Let's not compare one voting district to another when they operate according to vastly different laws. And on a numbers level alone, that's like noting that it took Mayor Daley of Chicago more votes to get elected than the Mayor of Cheboygan. Isn't it obvious.

Let's look at Christian versus Christian, and Shia versus Shia. A Christian or Shia running in the South or Bekaa would need significantly more votes to win than a Christian or Shia in Jbeil. That's because the Christians in Jbeil and in the South are not fully franchised - for different reasons, not because the Shia are limited.

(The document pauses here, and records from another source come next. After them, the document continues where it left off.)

impl Lifecycle {
    pub fn new(
        docker: Docker,
        settings: Settings,
    ) -> Self {
        Lifecycle { docker, settings }
    }

    /// Connects to the daemon named in the settings or the environment
    pub fn connect(settings: Settings) -> Result<Self> {
        let docker = Docker::from_settings(&settings.docker)?;
        log::debug!("using {:?}", docker);
        Ok(Lifecycle::new(docker, settings))
    }

    pub fn settings(&self) -> &Settings {
        &self.settings
    }

    fn layout(&self) -> HostLayout {
        HostLayout::new(self.settings.paths.root.clone())
    }

    fn recipe(&self) -> Recipe {
        Recipe::from_settings(&self.settings)
    }

    fn container(&self) -> Container<'_> {
        self.docker.containers().get(self.settings.container.name.as_str())
    }

    /// Creates the bind mount sources on the host
    pub fn prepare(&self) -> Result<()> {
        let layout = self.layout();
        layout.prepare()?;
        log::info!("host layout ready under {}", layout.root().display());
        Ok(())
    }

    /// Writes the rendered `Dockerfile` and entrypoint into the project root
    pub fn render(&self) -> Result<Vec<PathBuf>> {
        let root = &self.settings.paths.root;
        let mut written = Vec::new();
        for file in self.recipe().context_files() {
            let path = root.join(&file.path);
            fs::write(&path, &file.contents)?;
            #[cfg(unix)]
            {
                use std::os::unix::fs::PermissionsExt;
                fs::set_permissions(&path, fs::Permissions::from_mode(file.mode))?;
            }
            log::info!("wrote {}", path.display());
            written.push(path);
        }
        Ok(written)
    }

    /// Builds and tags the image, streaming the daemon's output to `out`
    pub async fn build<W>(
        &self,
        request: &BuildRequest,
        out: &mut W,
    ) -> Result<()>
    where
        W: Write,
    {
        let context = self.settings.build_context();
        let image = &self.settings.container.image;

        let mut builder = BuildOptions::builder(context.clone());
        builder
            .tag(image.as_str())
            .rm(true)
            .nocache(request.no_cache)
            .pull(self.settings.build.pull);

        match self.settings.build.dockerfile {
            Some(ref dockerfile) => {
                log::info!("building {} from {}", image, dockerfile);
                builder.dockerfile(dockerfile.as_str());
                builder.buildargs(&self.pip_buildargs());
            }
            None if context.join("Dockerfile").is_file() => {
                log::info!("building {} from the context's own Dockerfile", image);
                builder.buildargs(&self.pip_buildargs());
            }
            None => {
                log::info!("building {} from the rendered recipe", image);
                for file in self.recipe().context_files() {
                    builder.extra_file(file);
                }
            }
        }

        let mut stream = self.docker.images().build(&builder.build());
        while let Some(value) = stream.next().await {
            if let Some(line) = progress_line(&value?) {
                writeln!(out, "{}", line)?;
            }
        }
        log::info!("built {}", image);
        Ok(())
    }

    fn pip_buildargs(&self) -> HashMap<String, String> {
        let mut args = HashMap::new();
        if let Some(ref url) = self.settings.build.pip_index_url {
            args.insert("PIP_INDEX_URL".to_string(), url.clone());
        }
        args
    }

    /// Pulls the configured image, using registry credentials when set
    pub async fn pull<W>(
        &self,
        out: &mut W,
    ) -> Result<()>
    where
        W: Write,
    {
        let mut builder = PullOptions::builder();
        builder.image(self.settings.container.image.as_str());
        if let Some(ref registry) = self.settings.registry {
            builder.auth(registry_auth(registry));
        }

        let mut stream = self.docker.images().pull(&builder.build());
        while let Some(value) = stream.next().await {
            if let Some(line) = progress_line(&value?) {
                writeln!(out, "{}", line)?;
            }
        }
        Ok(())
    }

    async fn ensure_image<W>(
        &self,
        options: &StartOptions,
        out: &mut W,
    ) -> Result<()>
    where
        W: Write,
    {
        let image = &self.settings.container.image;
        if options.build {
            return self.build(&BuildRequest::default(), out).await;
        }
        match self.docker.images().get(image.as_str()).inspect().await {
            Ok(details) => {
                log::debug!("image {} is {}", image, details.id);
                Ok(())
            }
            Err(e) if e.is_not_found() && options.pull => {
                log::info!("pulling {}", image);
                self.pull(out).await
            }
            Err(e) if e.is_not_found() => Err(Error::InvalidArgument(format!(
                "image {} not found, run `narratoctl build` or pass --build",
                image
            ))),
            Err(e) => Err(e),
        }
    }

    fn container_options(&self) -> Result<ContainerOptions> {
        let settings = &self.settings;
        let binds = self.layout().binds(&settings.paths.app_dir)?;

        let mut labels = HashMap::new();
        labels.insert(MANAGED_BY_LABEL, "narratoctl");

        Ok(ContainerOptions::builder(&settings.container.image)
            .name(&settings.container.name)
            .publish(CONTAINER_PORT, "tcp", settings.container.host_port)
            .binds(&binds)
            .env(&settings.container.environment())
            .labels(&labels)
            .restart_policy(&settings.container.restart_policy, 0)
            .stop_timeout(settings.container.stop_timeout())
            .healthcheck(&self.recipe().healthcheck())
            .build())
    }

    /// Replaces any previous container with a fresh one and starts it.
    /// Returns the URL the web UI will be served on.
    pub async fn start<W>(
        &self,
        options: &StartOptions,
        out: &mut W,
    ) -> Result<String>
    where
        W: Write,
    {
        self.prepare()?;
        self.ensure_image(options, out).await?;

        let name = &self.settings.container.name;
        let removal = RmContainerOptions::builder().force(true).build();
        match self.container().remove(removal).await {
            Ok(()) => log::info!("removed previous container {}", name),
            Err(e) if e.is_not_found() => log::debug!("no previous container {}", name),
            Err(e) => log::warn!("could not remove previous container {}: {}", name, e),
        }

        let info = self
            .docker
            .containers()
            .create(&self.container_options()?)
            .await?;
        for warning in info.warnings.iter().flatten() {
            log::warn!("{}", warning);
        }

        self.docker.containers().get(info.id.as_str()).start().await?;
        log::info!("started {} ({})", name, info.id);

        Ok(self.settings.web_url())
    }

    /// Stops and removes the container, ignoring either step's failure
    pub async fn stop(&self) -> Result<()> {
        let name = &self.settings.container.name;
        let container = self.container();

        match container.stop(Some(self.settings.container.stop_timeout())).await {
            Ok(()) => log::info!("stopped {}", name),
            Err(e) if e.is_not_modified() => log::info!("{} is not running", name),
            Err(e) if e.is_not_found() => log::info!("no such container {}", name),
            Err(e) => log::warn!("could not stop {}: {}", name, e),
        }

        match container.remove(RmContainerOptions::default()).await {
            Ok(()) => log::info!("removed {}", name),
            Err(e) if e.is_not_found() => log::debug!("{} already removed", name),
            Err(e) => log::warn!("could not remove {}: {}", name, e),
        }
        Ok(())
    }

    /// Copies the container's output to `out` and `err`
    pub async fn logs<O, E>(
        &self,
        request: &LogsRequest,
        out: &mut O,
        err: &mut E,
    ) -> Result<()>
    where
        O: Write,
        E: Write,
    {
        let tail = request
            .tail
            .map(|n| n.to_string())
            .unwrap_or_else(|| "all".to_string());
        let options = LogsOptions::builder()
            .stdout(true)
            .stderr(true)
            .follow(request.follow)
            .timestamps(request.timestamps)
            .tail(&tail)
            .build();

        let mut stream = self.container().logs(&options);
        while let Some(chunk) = stream.next().await {
            write_chunk(chunk?, out, err)?;
        }
        Ok(())
    }

    /// Runs `cmd` inside the running container and returns its exit code
    pub async fn exec<O, E>(
        &self,
        cmd: &[String],
        out: &mut O,
        err: &mut E,
    ) -> Result<i64>
    where
        O: Write,
        E: Write,
    {
        if cmd.is_empty() {
            return Err(Error::InvalidArgument("exec needs a command".into()));
        }
        let container = self.container();
        let details = container.inspect().await?;
        if !details.state.running {
            return Err(Error::InvalidArgument(format!(
                "container {} is not running ({})",
                self.settings.container.name, details.state.status
            )));
        }

        let options = ExecContainerOptions::builder()
            .cmd(cmd)
            .working_dir(&self.settings.paths.app_dir)
            .attach_stdout(true)
            .attach_stderr(true)
            .build();
        let exec = container.exec(&options).await?;
        log::debug!("exec {} runs {:?}", exec.id(), cmd);

        let mut stream = exec.start();
        while let Some(chunk) = stream.next().await {
            write_chunk(chunk?, out, err)?;
        }

        exec.inspect().await?.exit_code.ok_or_else(|| {
            Error::InvalidResponse(format!("exec {} reported no exit code", exec.id()))
        })
    }

    /// Probes the web UI and reads the runtime's healthcheck state.
    ///
    /// With `wait`, keeps probing until the endpoint is healthy or the wait is over.
    pub async fn health(
        &self,
        wait: Option<Duration>,
    ) -> Result<HealthReport> {
        let (container, port) = match self.container().inspect().await {
            Ok(details) => (
                details.state.health.as_ref().map(|h| h.status.clone()),
                details.host_port(CONTAINER_PORT),
            ),
            Err(e) => {
                log::debug!("could not inspect {}: {}", self.settings.container.name, e);
                (None, None)
            }
        };

        let mut settings = self.settings.clone();
        if let Some(port) = port {
            settings.container.host_port = port;
        }
        let url = settings.health_url();
        let timeout = settings.health.timeout();

        let endpoint: Probe = match wait {
            Some(deadline) => health::wait_until_healthy(&url, timeout, WAIT_POLL, deadline).await?,
            None => health::probe(&url, timeout).await?,
        };

        Ok(HealthReport { endpoint, container })
    }

    /// `None` when no container with the configured name exists
    pub async fn status(&self) -> Result<Option<ContainerStatus>> {
        let details = match self.container().inspect().await {
            Ok(details) => details,
            Err(e) if e.is_not_found() => return Ok(None),
            Err(e) => return Err(e),
        };
        Ok(Some(ContainerStatus {
            name: details.name.trim_start_matches('/').to_string(),
            host_port: details.host_port(CONTAINER_PORT),
            health: details.state.health.map(|h| h.status),
            state: details.state.status,
            running: details.state.running,
            started_at: details.state.started_at,
            restart_count: details.restart_count,
            id: details.id,
        }))
    }

    /// Checks the daemon and a host `ffmpeg`, each bounded by a short timeout
    pub async fn doctor(&self) -> Vec<Check> {
        let docker = match tokio::time::timeout(CHECK_TIMEOUT, self.docker.version()).await {
            Ok(Ok(version)) => Check {
                name: "docker",
                ok: true,
                detail: format!(
                    "Docker {} (API {}, {}/{})",
                    version.version, version.api_version, version.os, version.arch
                ),
            },
            Ok(Err(e)) => Check {
                name: "docker",
                ok: false,
                detail: e.to_string(),
            },
            Err(_) => Check {
                name: "docker",
                ok: false,
                detail: "daemon did not answer within 5s".to_string(),
            },
        };

        vec![docker, command_check("ffmpeg", "ffmpeg", &["-version"]).await]
    }
}
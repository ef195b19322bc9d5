//! The multi-stage image recipe and the container entrypoint.
//!
//! Both are rendered from [`Settings`] so the `Dockerfile` shipped in the build
//! context and the healthcheck attached at container creation never drift apart.

use std::{fmt, time::Duration};

use crate::{
    config::{Settings, CONTAINER_PORT},
    container::HealthcheckSpec,
    tarball::ContextFile,
};

/// Location of the virtualenv shared between the two stages
pub const VENV_DIR: &str = "/opt/venv";

/// File name of the rendered entrypoint inside the context and the image
pub const ENTRYPOINT_FILE: &str = "docker-entrypoint.sh";

/// Subdirectories of `storage/` the application expects to exist
pub const STORAGE_DIRS: [&str; 5] = [
    "temp",
    "tasks",
    "json",
    "narration_scripts",
    "drama_analysis",
];

/// Typed description of the image build
#[derive(Clone, Debug, PartialEq)]
pub struct Recipe {
    pub python_image: String,
    pub build_packages: Vec<String>,
    pub runtime_packages: Vec<String>,
    pub requirements: String,
    pub pip_index_url: Option<String>,
    pub app_dir: String,
    pub app_entry: String,
    pub timezone: String,
    pub port: u16,
    pub health_path: String,
    pub interval: Duration,
    pub timeout: Duration,
    pub start_period: Duration,
    pub retries: u32,
}

impl Recipe {
    pub fn from_settings(settings: &Settings) -> Recipe {
        Recipe {
            python_image: settings.build.python_image.clone(),
            build_packages: settings.build.build_packages.clone(),
            runtime_packages: settings.build.runtime_packages.clone(),
            requirements: settings.build.requirements.clone(),
            pip_index_url: settings.build.pip_index_url.clone(),
            app_dir: settings.paths.app_dir.clone(),
            app_entry: settings.build.app_entry.clone(),
            timezone: settings.container.timezone.clone(),
            port: CONTAINER_PORT,
            health_path: settings.health.path.clone(),
            interval: settings.health.interval(),
            timeout: settings.health.timeout(),
            start_period: settings.health.start_period(),
            retries: settings.health.retries,
        }
    }

    fn probe_command(&self) -> String {
        format!(
            "curl -f http://localhost:{}{} || exit 1",
            self.port, self.health_path
        )
    }

    /// Renders the `Dockerfile` text
    pub fn dockerfile(&self) -> String {
        Dockerfile(self).to_string()
    }

    /// Renders `docker-entrypoint.sh`.
    ///
    /// Without arguments, or with `webui`, it launches streamlit on all
    /// interfaces; anything else is exec'd as given.
    pub fn entrypoint(&self) -> String {
        Entrypoint(self).to_string()
    }

    /// The probe of the `HEALTHCHECK` instruction, in container-create form
    pub fn healthcheck(&self) -> HealthcheckSpec {
        HealthcheckSpec {
            test: vec!["CMD-SHELL".to_string(), self.probe_command()],
            interval: self.interval,
            timeout: self.timeout,
            start_period: self.start_period,
            retries: self.retries,
        }
    }

    /// The rendered files as build context entries
    pub fn context_files(&self) -> Vec<ContextFile> {
        vec![
            ContextFile::new("Dockerfile", self.dockerfile(), 0o644),
            ContextFile::new(ENTRYPOINT_FILE, self.entrypoint(), 0o755),
        ]
    }

    fn storage_dirs(&self) -> Vec<String> {
        STORAGE_DIRS
            .iter()
            .map(|d| format!("{}/storage/{}", self.app_dir, d))
            .collect()
    }
}

struct Dockerfile<'a>(&'a Recipe);

impl fmt::Display for Dockerfile<'_> {
    fn fmt(
        &self,
        f: &mut fmt::Formatter,
    ) -> fmt::Result {
        let recipe = self.0;
        let index = match recipe.pip_index_url {
            Some(ref url) => format!(" -i {}", url),
            None => String::new(),
        };

        // stage 1 compiles wheels into a virtualenv
        writeln!(f, "FROM {} AS builder\n", recipe.python_image)?;
        writeln!(
            f,
            "ENV DEBIAN_FRONTEND=noninteractive \\
    PIP_NO_CACHE_DIR=1 \\
    PIP_DISABLE_PIP_VERSION_CHECK=1\n"
        )?;
        apt_install(f, &recipe.build_packages)?;
        writeln!(f, "RUN python -m venv {}", VENV_DIR)?;
        writeln!(f, "ENV PATH=\"{}/bin:$PATH\"\n", VENV_DIR)?;
        writeln!(f, "WORKDIR /build")?;
        writeln!(f, "COPY {} ./", recipe.requirements)?;
        writeln!(
            f,
            "RUN pip install --upgrade pip{} && \\
    pip install{} -r {}\n",
            index, index, recipe.requirements
        )?;

        // stage 2 only carries runtime packages and the venv
        writeln!(f, "FROM {}\n", recipe.python_image)?;
        writeln!(
            f,
            "ENV DEBIAN_FRONTEND=noninteractive \\
    PYTHONUNBUFFERED=1 \\
    PYTHONDONTWRITEBYTECODE=1 \\
    TZ={} \\
    PATH=\"{}/bin:$PATH\"\n",
            recipe.timezone, VENV_DIR
        )?;
        apt_install(f, &recipe.runtime_packages)?;
        if recipe.runtime_packages.iter().any(|p| p == "imagemagick") {
            // Debian's policy blocks the @file reads moviepy relies on
            writeln!(
                f,
                "RUN sed -i 's/<policy domain=\"path\" rights=\"none\" pattern=\"@\\*\"/<!-- & -->/' \\
    /etc/ImageMagick-6/policy.xml || true"
            )?;
        }
        if recipe.runtime_packages.iter().any(|p| p == "git-lfs") {
            writeln!(f, "RUN git lfs install --system || true")?;
        }
        writeln!(f)?;
        writeln!(f, "COPY --from=builder {} {}\n", VENV_DIR, VENV_DIR)?;
        writeln!(f, "WORKDIR {}", recipe.app_dir)?;
        writeln!(f, "COPY . .")?;
        writeln!(f, "COPY {0} /usr/local/bin/{0}", ENTRYPOINT_FILE)?;
        writeln!(
            f,
            "RUN dos2unix /usr/local/bin/{0} 2>/dev/null || true && \\
    chmod +x /usr/local/bin/{0} && \\
    mkdir -p {1}\n",
            ENTRYPOINT_FILE,
            recipe.storage_dirs().join(" ")
        )?;
        writeln!(f, "EXPOSE {}\n", recipe.port)?;
        writeln!(
            f,
            "HEALTHCHECK --interval={}s --timeout={}s --start-period={}s --retries={} \\
    CMD {}\n",
            recipe.interval.as_secs(),
            recipe.timeout.as_secs(),
            recipe.start_period.as_secs(),
            recipe.retries,
            recipe.probe_command()
        )?;
        writeln!(f, "ENTRYPOINT [\"/usr/local/bin/{}\"]", ENTRYPOINT_FILE)?;
        writeln!(f, "CMD [\"webui\"]")
    }
}

struct Entrypoint<'a>(&'a Recipe);

impl fmt::Display for Entrypoint<'_> {
    fn fmt(
        &self,
        f: &mut fmt::Formatter,
    ) -> fmt::Result {
        let recipe = self.0;
        writeln!(f, "#!/bin/sh\nset -e\n")?;
        writeln!(f, "cd {}\n", recipe.app_dir)?;
        writeln!(f, "mkdir -p {}\n", recipe.storage_dirs().join(" "))?;
        writeln!(
            f,
            "if [ ! -f config.toml ]; then
    if [ -f config.example.toml ]; then
        cp config.example.toml config.toml
    else
        touch config.toml
    fi
fi
"
        )?;
        writeln!(
            f,
            "if [ \"$#\" -eq 0 ] || [ \"$1\" = \"webui\" ]; then
    [ \"$#\" -gt 0 ] && shift
    exec streamlit run {} \\
        --server.address=0.0.0.0 \\
        --server.port={} \\
        --server.enableCORS=true \\
        --browser.gatherUsageStats=false \\
        \"$@\"
fi
",
            recipe.app_entry, recipe.port
        )?;
        writeln!(f, "exec \"$@\"")
    }
}

fn apt_install(
    f: &mut fmt::Formatter,
    packages: &[String],
) -> fmt::Result {
    if packages.is_empty() {
        return Ok(());
    }
    writeln!(
        f,
        "RUN apt-get update && \\
    apt-get install -y --no-install-recommends {} && \\
    rm -rf /var/lib/apt/lists/*",
        packages.join(" ")
    )
}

The law in Mount Lebanon is meant to limit Christian power while giving the Druze and Shia more. The law in the South is meant to limit Christian power, while giving the Shia inordinate amount of power. Certain districts in Lebanon have major sectarian biases. In fact, the only muhafaza in Lebanon that has a slightly even sectarian playing field is the North. The South is dominated by Shia and Mount Lebanon is dominated by Christians.

By having the South vote en masse, the Shia are super-empowered to elect the candidates of all sects running in the South. If the law was written the same way in Mount Lebanon, then Christians would be super-empowered to choose all the seats, including those for the Shia and Druze.

That would absolutely destroy any Druze base of power. Those "poor" people in Dahiye Ciezadlo mentions would never be able to elect a Hezbollah representative because the Christians would over rule them.

That is the difference betweem the two districts. Compared to the South, the Christians are without power. Voting on a small scale means that localities get to choose their leadership, which is what the Christians are asking for nationwide. That means that the Shia in Dahiye get to vote for their own candidates and the Christians in the South get to vote for their own people.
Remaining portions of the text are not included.